- EXERCISE GOAL:
Your job with the data below is to output exactly the lines from the one holding "pub fn long_press(&mut" down to the one holding "(container x coordinates).", both included, and no others.

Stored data
• • • • •

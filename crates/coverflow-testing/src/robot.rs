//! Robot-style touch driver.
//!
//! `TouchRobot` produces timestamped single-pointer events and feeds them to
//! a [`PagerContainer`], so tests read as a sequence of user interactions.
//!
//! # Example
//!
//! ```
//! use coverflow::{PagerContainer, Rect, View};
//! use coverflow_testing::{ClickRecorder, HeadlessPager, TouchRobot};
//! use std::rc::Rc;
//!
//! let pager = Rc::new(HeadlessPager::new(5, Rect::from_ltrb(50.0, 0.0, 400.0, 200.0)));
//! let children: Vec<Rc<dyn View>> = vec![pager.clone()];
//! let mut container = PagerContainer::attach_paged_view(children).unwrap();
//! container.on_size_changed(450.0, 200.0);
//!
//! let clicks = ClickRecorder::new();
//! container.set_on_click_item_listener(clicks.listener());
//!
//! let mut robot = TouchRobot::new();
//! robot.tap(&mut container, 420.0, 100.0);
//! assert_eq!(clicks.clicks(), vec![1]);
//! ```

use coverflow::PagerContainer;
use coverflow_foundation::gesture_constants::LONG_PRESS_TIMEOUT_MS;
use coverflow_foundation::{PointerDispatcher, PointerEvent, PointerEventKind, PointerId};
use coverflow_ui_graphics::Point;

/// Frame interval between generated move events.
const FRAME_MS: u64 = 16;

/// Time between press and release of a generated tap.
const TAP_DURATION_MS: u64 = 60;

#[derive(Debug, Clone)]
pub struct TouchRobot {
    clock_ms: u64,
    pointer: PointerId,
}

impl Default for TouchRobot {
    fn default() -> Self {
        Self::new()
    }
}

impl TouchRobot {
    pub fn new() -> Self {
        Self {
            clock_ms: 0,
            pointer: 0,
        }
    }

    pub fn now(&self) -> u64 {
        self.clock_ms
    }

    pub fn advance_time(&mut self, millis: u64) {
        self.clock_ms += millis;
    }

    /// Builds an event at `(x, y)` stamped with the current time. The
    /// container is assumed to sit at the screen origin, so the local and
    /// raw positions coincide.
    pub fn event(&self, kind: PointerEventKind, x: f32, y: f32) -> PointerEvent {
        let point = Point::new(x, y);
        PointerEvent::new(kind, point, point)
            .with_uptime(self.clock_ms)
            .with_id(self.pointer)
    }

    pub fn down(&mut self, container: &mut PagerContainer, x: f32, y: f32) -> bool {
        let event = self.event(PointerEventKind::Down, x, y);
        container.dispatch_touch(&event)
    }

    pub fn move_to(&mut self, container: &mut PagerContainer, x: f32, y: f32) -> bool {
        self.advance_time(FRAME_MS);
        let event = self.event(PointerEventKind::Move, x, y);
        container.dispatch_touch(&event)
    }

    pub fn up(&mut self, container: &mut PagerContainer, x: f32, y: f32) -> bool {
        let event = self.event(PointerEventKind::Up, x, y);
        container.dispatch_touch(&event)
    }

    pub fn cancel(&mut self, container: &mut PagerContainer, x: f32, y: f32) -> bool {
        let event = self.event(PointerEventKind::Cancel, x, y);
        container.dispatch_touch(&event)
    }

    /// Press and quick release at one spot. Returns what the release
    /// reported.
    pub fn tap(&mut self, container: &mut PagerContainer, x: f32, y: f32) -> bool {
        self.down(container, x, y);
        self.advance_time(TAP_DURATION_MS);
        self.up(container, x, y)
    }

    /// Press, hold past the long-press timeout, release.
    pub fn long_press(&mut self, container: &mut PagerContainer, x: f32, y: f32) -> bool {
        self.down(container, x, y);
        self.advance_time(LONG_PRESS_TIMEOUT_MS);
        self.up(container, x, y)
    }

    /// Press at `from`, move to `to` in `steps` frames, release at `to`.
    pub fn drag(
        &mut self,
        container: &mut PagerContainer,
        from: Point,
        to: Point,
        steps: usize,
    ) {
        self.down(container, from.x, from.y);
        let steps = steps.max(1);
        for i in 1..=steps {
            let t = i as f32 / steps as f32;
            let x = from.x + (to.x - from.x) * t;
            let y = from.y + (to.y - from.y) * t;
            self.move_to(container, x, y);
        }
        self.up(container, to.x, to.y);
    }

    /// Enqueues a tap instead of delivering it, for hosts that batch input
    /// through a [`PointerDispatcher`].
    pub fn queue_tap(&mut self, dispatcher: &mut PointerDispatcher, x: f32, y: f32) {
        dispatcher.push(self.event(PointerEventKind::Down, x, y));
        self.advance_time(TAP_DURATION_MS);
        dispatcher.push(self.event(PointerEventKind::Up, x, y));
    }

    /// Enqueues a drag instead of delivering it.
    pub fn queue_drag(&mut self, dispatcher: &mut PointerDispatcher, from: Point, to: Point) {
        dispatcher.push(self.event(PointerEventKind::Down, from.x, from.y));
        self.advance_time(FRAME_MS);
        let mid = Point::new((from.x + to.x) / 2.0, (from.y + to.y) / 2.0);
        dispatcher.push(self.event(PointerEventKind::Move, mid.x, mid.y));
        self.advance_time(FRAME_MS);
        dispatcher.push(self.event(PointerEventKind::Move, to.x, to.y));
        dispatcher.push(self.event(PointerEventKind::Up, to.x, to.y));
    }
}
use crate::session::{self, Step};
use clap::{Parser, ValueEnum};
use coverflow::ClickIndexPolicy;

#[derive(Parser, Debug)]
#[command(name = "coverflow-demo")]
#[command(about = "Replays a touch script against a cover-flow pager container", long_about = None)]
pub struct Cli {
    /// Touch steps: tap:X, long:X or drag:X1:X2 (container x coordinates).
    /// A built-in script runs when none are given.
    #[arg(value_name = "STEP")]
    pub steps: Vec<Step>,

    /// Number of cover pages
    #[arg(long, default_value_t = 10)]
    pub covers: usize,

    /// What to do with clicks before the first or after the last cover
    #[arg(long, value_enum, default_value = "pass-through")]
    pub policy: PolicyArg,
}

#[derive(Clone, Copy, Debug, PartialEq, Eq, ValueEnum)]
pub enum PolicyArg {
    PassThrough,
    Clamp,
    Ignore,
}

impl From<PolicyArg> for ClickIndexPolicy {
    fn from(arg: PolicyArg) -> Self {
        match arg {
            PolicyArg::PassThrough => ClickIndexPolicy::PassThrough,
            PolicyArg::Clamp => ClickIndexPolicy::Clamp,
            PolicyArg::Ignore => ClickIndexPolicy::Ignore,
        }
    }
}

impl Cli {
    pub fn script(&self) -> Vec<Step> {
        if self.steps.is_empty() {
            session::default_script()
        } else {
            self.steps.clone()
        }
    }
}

• • • • •

- FINAL ANSWER:
    pub fn long_press(&mut self, container: &mut PagerContainer, x: f32, y: f32) -> bool {
        self.down(container, x, y);
        self.advance_time(LONG_PRESS_TIMEOUT_MS);
        self.up(container, x, y)
    }

    /// Press at `from`, move to `to` in `steps` frames, release at `to`.
    pub fn drag(
        &mut self,
        container: &mut PagerContainer,
        from: Point,
        to: Point,
        steps: usize,
    ) {
        self.down(container, from.x, from.y);
        let steps = steps.max(1);
        for i in 1..=steps {
            let t = i as f32 / steps as f32;
            let x = from.x + (to.x - from.x) * t;
            let y = from.y + (to.y - from.y) * t;
            self.move_to(container, x, y);
        }
        self.up(container, to.x, to.y);
    }

    /// Enqueues a tap instead of delivering it, for hosts that batch input
    /// through a [`PointerDispatcher`].
    pub fn queue_tap(&mut self, dispatcher: &mut PointerDispatcher, x: f32, y: f32) {
        dispatcher.push(self.event(PointerEventKind::Down, x, y));
        self.advance_time(TAP_DURATION_MS);
        dispatcher.push(self.event(PointerEventKind::Up, x, y));
    }

    /// Enqueues a drag instead of delivering it.
    pub fn queue_drag(&mut self, dispatcher: &mut PointerDispatcher, from: Point, to: Point) {
        dispatcher.push(self.event(PointerEventKind::Down, from.x, from.y));
        self.advance_time(FRAME_MS);
        let mid = Point::new((from.x + to.x) / 2.0, (from.y + to.y) / 2.0);
        dispatcher.push(self.event(PointerEventKind::Move, mid.x, mid.y));
        self.advance_time(FRAME_MS);
        dispatcher.push(self.event(PointerEventKind::Move, to.x, to.y));
        dispatcher.push(self.event(PointerEventKind::Up, to.x, to.y));
    }
}
use crate::session::{self, Step};
use clap::{Parser, ValueEnum};
use coverflow::ClickIndexPolicy;

#[derive(Parser, Debug)]
#[command(name = "coverflow-demo")]
#[command(about = "Replays a touch script against a cover-flow pager container", long_about = None)]
pub struct Cli {
    /// Touch steps: tap:X, long:X or drag:X1:X2 (container x coordinates).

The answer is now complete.